Yang Kevin K, Zanichelli Niccolò, Yeh Hugh
Microsoft Research, 1 Memorial Drive, Cambridge, MA, USA.
OpenBioML.
Protein Eng Des Sel. 2023 Jan 21;36. doi: 10.1093/protein/gzad015.
Self-supervised pretraining on protein sequences has led to state-of-the art performance on protein function and fitness prediction. However, sequence-only methods ignore the rich information contained in experimental and predicted protein structures. Meanwhile, inverse folding methods reconstruct a protein's amino-acid sequence given its structure, but do not take advantage of sequences that do not have known structures. In this study, we train a masked inverse folding protein masked language model parameterized as a structured graph neural network. During pretraining, this model learns to reconstruct corrupted sequences conditioned on the backbone structure. We then show that using the outputs from a pretrained sequence-only protein masked language model as input to the inverse folding model further improves pretraining perplexity. We evaluate both of these models on downstream protein engineering tasks and analyze the effect of using information from experimental or predicted structures on performance.

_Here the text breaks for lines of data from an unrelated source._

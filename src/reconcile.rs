use std::collections::HashSet;

use lazy_static::lazy_static;
use regex::Regex;
use url::Url;

use crate::model::{BestGuessCoordinate, Candidate, GroundingReference};

lazy_static! {
    static ref AT_SEGMENT: Regex = Regex::new(r"@(-?\d+\.\d+),(-?\d+\.\d+)").unwrap();
    static ref QUERY_VALUE: Regex = Regex::new(r"^(?:loc:)?(-?\d+\.\d+),(-?\d+\.\d+)").unwrap();
    static ref QUERY_RAW: Regex = Regex::new(r"[?&]q=(?:loc:)?(-?\d+\.\d+),(-?\d+\.\d+)").unwrap();
    static ref DATA_TOKENS: Regex = Regex::new(r"!3d(-?\d+\.\d+)!4d(-?\d+\.\d+)").unwrap();
}

/// Deep link for a raw coordinate pair.
pub fn map_search_uri(lat: f64, lng: f64) -> String {
    format!("https://www.google.com/maps/search/?api=1&query={},{}", lat, lng)
}

/// One coordinate-encoding convention used by map-service URIs.
pub trait CoordinateMatcher: Send + Sync {
    fn name(&self) -> &'static str;
    fn extract(&self, uri: &str) -> Option<(f64, f64)>;
}

fn pair_from(re: &Regex, haystack: &str) -> Option<(f64, f64)> {
    let caps = re.captures(haystack)?;
    let lat = caps.get(1)?.as_str().parse().ok()?;
    let lng = caps.get(2)?.as_str().parse().ok()?;
    Some((lat, lng))
}

/// `.../@48.8566,2.3522,15z`
pub struct AtSegmentMatcher;

impl CoordinateMatcher for AtSegmentMatcher {
    fn name(&self) -> &'static str {
        "at-segment"
    }

    fn extract(&self, uri: &str) -> Option<(f64, f64)> {
        pair_from(&AT_SEGMENT, uri)
    }
}

/// `?q=40.7128,-74.0060` or `?q=loc:40.7128,-74.0060`
pub struct QueryParamMatcher;

impl CoordinateMatcher for QueryParamMatcher {
    fn name(&self) -> &'static str {
        "query-param"
    }

    fn extract(&self, uri: &str) -> Option<(f64, f64)> {
        match Url::parse(uri) {
            Ok(url) => {
                let (_, value) = url.query_pairs().find(|(key, _)| key == "q")?;
                pair_from(&QUERY_VALUE, &value)
            }
            // relative or scheme-less links
            Err(_) => pair_from(&QUERY_RAW, uri),
        }
    }
}

/// `...!3d51.5014!4d-0.1419`
pub struct DataTokenMatcher;

impl CoordinateMatcher for DataTokenMatcher {
    fn name(&self) -> &'static str {
        "data-tokens"
    }

    fn extract(&self, uri: &str) -> Option<(f64, f64)> {
        pair_from(&DATA_TOKENS, uri)
    }
}

/// Both values rounded to 3 decimals (~111 m) and joined.
fn dedup_key(lat: f64, lng: f64) -> String {
    format!("{:.3},{:.3}", lat, lng)
}

/// Merges the model's best guess with the coordinates recoverable from
/// `Place` grounding references into one ordered, deduplicated list.
pub struct Reconciler {
    matchers: Vec<Box<dyn CoordinateMatcher>>,
}

impl Default for Reconciler {
    fn default() -> Self {
        Self {
            matchers: vec![
                Box::new(AtSegmentMatcher),
                Box::new(QueryParamMatcher),
                Box::new(DataTokenMatcher),
            ],
        }
    }
}

impl Reconciler {
    /// Appends a convention; it is tried after all existing ones.
    pub fn with_matcher(mut self, matcher: Box<dyn CoordinateMatcher>) -> Self {
        self.matchers.push(matcher);
        self
    }

    pub fn coordinates_from_uri(&self, uri: &str) -> Option<(f64, f64)> {
        self.matchers.iter().find_map(|m| {
            let found = m.extract(uri);
            if found.is_some() {
                log::trace!("Matcher '{}' resolved {}", m.name(), uri);
            }
            found
        })
    }

    pub fn reconcile<'a>(
        &self,
        best_guess: Option<&BestGuessCoordinate>,
        references: impl IntoIterator<Item = &'a GroundingReference>,
        unknown_label: &str,
    ) -> Vec<Candidate> {
        let mut seen = HashSet::new();
        let mut candidates = Vec::new();

        if let Some(guess) = best_guess {
            seen.insert(dedup_key(guess.lat, guess.lng));
            candidates.push(Candidate {
                lat: guess.lat,
                lng: guess.lng,
                title: title_or(&guess.location_name, unknown_label),
                source_uri: Some(map_search_uri(guess.lat, guess.lng)),
            });
        }

        for reference in references {
            let GroundingReference::Place { uri, title } = reference else {
                continue;
            };
            let Some(uri) = uri else {
                log::trace!("Skipping place '{}' without uri", title);
                continue;
            };
            let Some((lat, lng)) = self.coordinates_from_uri(uri) else {
                log::debug!("No coordinates recognized in {}", uri);
                continue;
            };
            if !seen.insert(dedup_key(lat, lng)) {
                log::trace!("Dropping duplicate candidate ({}, {}) from {}", lat, lng, uri);
                continue;
            }
            candidates.push(Candidate {
                lat,
                lng,
                title: title_or(title, unknown_label),
                source_uri: Some(uri.clone()),
            });
        }

        log::debug!("Reconciled {} map candidates", candidates.len());
        candidates
    }
}

fn title_or(title: &str, fallback: &str) -> String {
    if title.is_empty() {
        fallback.to_string()
    } else {
        title.to_string()
    }
}
use crate::analyzer::LocationAnalyzer;
use crate::config::AppConfig;
use crate::error::AppError;
use crate::model::{RawModelResponse, UploadedImage};
use async_trait::async_trait;
use std::path::PathBuf;

/// Answers every request with a recorded response read from disk.
pub struct ReplayAnalyzer {
    path: PathBuf,
}

impl ReplayAnalyzer {
    pub fn new(config: &AppConfig) -> Self {
        log::debug!("Replaying recorded responses from: {}", config.replay_response_path);
        Self { path: PathBuf::from(&config.replay_response_path) }
    }
}

#[async_trait]
impl LocationAnalyzer for ReplayAnalyzer {
    async fn analyze(&self, image: &UploadedImage) -> Result<RawModelResponse, AppError> {
        log::info!("Replaying response for {} image from {:?}", image.mime_type, self.path);
        let raw = tokio::fs::read_to_string(&self.path)
            .await
            .map_err(|e| AppError::Inference(format!("cannot read {:?}: {}", self.path, e)))?;
        serde_json::from_str(&raw)
            .map_err(|e| AppError::Inference(format!("bad recorded response {:?}: {}", self.path, e)))
    }
}
use actix_files::NamedFile;
use actix_web::{error::JsonPayloadError, http::header, web, App, HttpRequest, HttpResponse, HttpServer};
use futures::StreamExt;
use serde::Deserialize;
use std::path::Path;
use std::sync::Arc;
use crate::analyzer::LocationAnalyzer;
use crate::config::AppConfig;
use crate::error::AppError;
use crate::intake::ImageIntake;
use crate::reconcile::Reconciler;
use crate::session::AnalysisSession;

pub struct AppState {
    pub session: AnalysisSession,
    pub analyzer: Arc<dyn LocationAnalyzer>,
    pub intake: ImageIntake,
}

impl AppState {
    pub fn new(config: &AppConfig, analyzer: Arc<dyn LocationAnalyzer>) -> Self {
        Self {
            session: AnalysisSession::new(Reconciler::default(), config.language),
            analyzer,
            intake: ImageIntake::new(config.max_upload_bytes),
        }
    }
}

#[derive(Deserialize, Debug)]
struct PasteRequest {
    data_uri: String,
}

async fn index(app_config: web::Data<AppConfig>) -> Result<NamedFile, AppError> {
    let path = Path::new(&app_config.static_directory).join("index.html");
    NamedFile::open_async(&path).await.map_err(|e| {
        log::error!("Error serving {:?}: {}", path, e);
        AppError::Io(e)
    })
}

async fn upload_image(
    req: HttpRequest,
    mut payload: web::Payload,
    state: web::Data<AppState>,
) -> Result<HttpResponse, AppError> {
    let limit = state.intake.max_bytes();
    let mut body = web::BytesMut::new();
    while let Some(chunk) = payload.next().await {
        let chunk = chunk.map_err(|e| AppError::InvalidImage(e.to_string()))?;
        if body.len() + chunk.len() > limit {
            return Err(AppError::TooLarge { size: body.len() + chunk.len(), limit });
        }
        body.extend_from_slice(&chunk);
    }

    let content_type = req
        .headers()
        .get(header::CONTENT_TYPE)
        .and_then(|v| v.to_str().ok());
    log::debug!("Received image upload: {} bytes, content type {:?}", body.len(), content_type);

    let image = state.intake.from_bytes(&body, content_type)?;
    state.session.select_image(image)?;
    Ok(HttpResponse::Ok().json(state.session.snapshot()?))
}

async fn paste_image(
    paste: web::Json<PasteRequest>,
    state: web::Data<AppState>,
) -> Result<HttpResponse, AppError> {
    log::debug!("Received pasted image ({} chars)", paste.data_uri.len());
    let image = state.intake.from_data_uri(&paste.data_uri)?;
    state.session.select_image(image)?;
    Ok(HttpResponse::Ok().json(state.session.snapshot()?))
}

async fn clear_image(state: web::Data<AppState>) -> Result<HttpResponse, AppError> {
    state.session.clear()?;
    Ok(HttpResponse::Ok().json(state.session.snapshot()?))
}

async fn analyze(state: web::Data<AppState>) -> Result<HttpResponse, AppError> {
    log::debug!("Received analysis request");
    let snapshot = state.session.analyze(state.analyzer.as_ref()).await?;
    Ok(HttpResponse::Ok().json(snapshot))
}

async fn get_session(state: web::Data<AppState>) -> Result<HttpResponse, AppError> {
    Ok(HttpResponse::Ok().json(state.session.snapshot()?))
}

fn json_error(err: JsonPayloadError, _req: &HttpRequest) -> actix_web::Error {
    let app_err = match err {
        JsonPayloadError::OverflowKnownLength { length, limit } => {
            AppError::TooLarge { size: length, limit }
        }
        JsonPayloadError::Overflow { limit } => AppError::TooLarge { size: limit + 1, limit },
        other => AppError::InvalidImage(other.to_string()),
    };
    log::debug!("Rejected pasted payload: {}", app_err);
    app_err.into()
}

pub fn configure(cfg: &mut web::ServiceConfig, max_upload_bytes: usize) {
    // base64 inflates pasted payloads by 4/3
    let pasted_limit = max_upload_bytes / 3 * 4 + 1024;

    cfg.app_data(
        web::JsonConfig::default()
            .limit(pasted_limit)
            .error_handler(json_error),
    )
        .service(
            web::resource("/api/image")
                .route(web::put().to(upload_image))
                .route(web::delete().to(clear_image)),
        )
        .service(web::resource("/api/image/paste").route(web::post().to(paste_image)))
        .service(web::resource("/api/analyze").route(web::post().to(analyze)))
        .service(web::resource("/api/session").route(web::get().to(get_session)));
}

pub async fn start_web_server(
    config: Arc<AppConfig>,
    analyzer: Arc<dyn LocationAnalyzer>,
) -> std::io::Result<()> {
    let port = config.web_port;
    let max_upload_bytes = config.max_upload_bytes;
    let static_dir = config.static_directory.clone();
    let state_data = web::Data::new(AppState::new(&config, analyzer));
    let config_data = web::Data::from(config);

    log::info!("Starting web server on port: {}", port);
    log::debug!("Serving static files from {} directory.", static_dir);

    HttpServer::new(move || {
        App::new()
            .app_data(config_data.clone())
            .app_data(state_data.clone())
            .configure(|cfg| configure(cfg, max_upload_bytes))
            .service(actix_files::Files::new("/static", &static_dir))
            .default_service(web::to(index)) // Serve index.html for any unmatched route
    })
    .bind(format!("0.0.0.0:{}", port))?
    .run()
    .await
}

对蛋白质序列进行自监督预训练已在蛋白质功能和适应性预测方面取得了领先的性能。然而,仅基于序列的方法忽略了实验和预测蛋白质结构中包含的丰富信息。同时,反向折叠方法根据蛋白质的结构重建其氨基酸序列,但没有利用那些没有已知结构的序列。在本研究中,我们训练了一个以结构化图神经网络为参数化的掩码反向折叠蛋白质掩码语言模型。在预训练期间,该模型学习根据主链结构重建被破坏的序列。然后我们表明,将预训练的仅基于序列的蛋白质掩码语言模型的输出作为反向折叠模型的输入,可以进一步提高预训练困惑度。我们在下游蛋白质工程任务上评估了这两种模型,并分析了使用来自实验或预测结构的信息对性能的影响。